Откровенная похвала крупного ученого смутила Дягилева. Он всегда был не особенно высокого мнения о своих способностях.
— Вы преувеличиваете, Константин Федорович, — пробормотал он. — Проще всего свести воедино материал, разбросанный в лабораторных отчетах, и сделать вывод. Конечно, если нам удастся создать прибор, мы решим целый ряд проблем. Но кому нужны они сейчас, проблемы? Ведь на строительство машины уйдут годы, годы кропотливого труда сотен специалистов. А нас всего двое… Смешно…
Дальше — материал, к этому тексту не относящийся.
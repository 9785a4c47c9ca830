//! SQLite schema definition.

/// Complete database schema for the local appointment snapshot.
pub const SCHEMA: &str = r#"
-- ============================================================================
-- Appointments (normalized snapshot, keyed by store document id)
-- ============================================================================

CREATE TABLE IF NOT EXISTS appointments (
    id TEXT PRIMARY KEY,                         -- store document id (merge key)
    appointment_code TEXT NOT NULL,
    patient_id TEXT NOT NULL,
    doctor_id TEXT NOT NULL,
    description TEXT NOT NULL,
    status TEXT NOT NULL,
    billing_status TEXT NOT NULL,
    amount REAL,
    date TEXT NOT NULL,                          -- RFC 3339 with offset
    date_source TEXT NOT NULL
        CHECK (date_source IN ('timestamp', 'detailed_text', 'day_text', 'defaulted')),
    doctors_notes TEXT,
    prescription_reference TEXT,
    prescription_url TEXT,
    follow_up_required INTEGER,
    follow_up_date TEXT,
    content_hash TEXT NOT NULL,                  -- SHA-256 of canonical JSON
    synced_at TEXT NOT NULL DEFAULT (datetime('now'))
);

CREATE INDEX IF NOT EXISTS idx_appointments_patient ON appointments(patient_id);
CREATE INDEX IF NOT EXISTS idx_appointments_doctor ON appointments(doctor_id);
CREATE INDEX IF NOT EXISTS idx_appointments_date ON appointments(date);
"#;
— Мы можем уехать в глубокий тыл, собрать людей.
— Не поеду.
— Но ведь другие едут! Едут работать. Не вечно же будет война. Вы хотите бросить вами же созданное дело, бросить меня, немощного старика, одного, отказаться от своей мечты.
Голос профессора дрогнул. И было что-то по-детски беспомощное во всей его фигуре. Неожиданно он поднялся, подошел, обнял Николая за плечи, произнес с мольбой:
— Не делайте этого… Я не могу допустить, чтобы вас убили, я напишу в академию. Хватит с меня: я уже потерял одного! Какой из вас солдат? Вас убьют в первом же бою. Вы рождены для науки и не имеете права рисковать жизнью…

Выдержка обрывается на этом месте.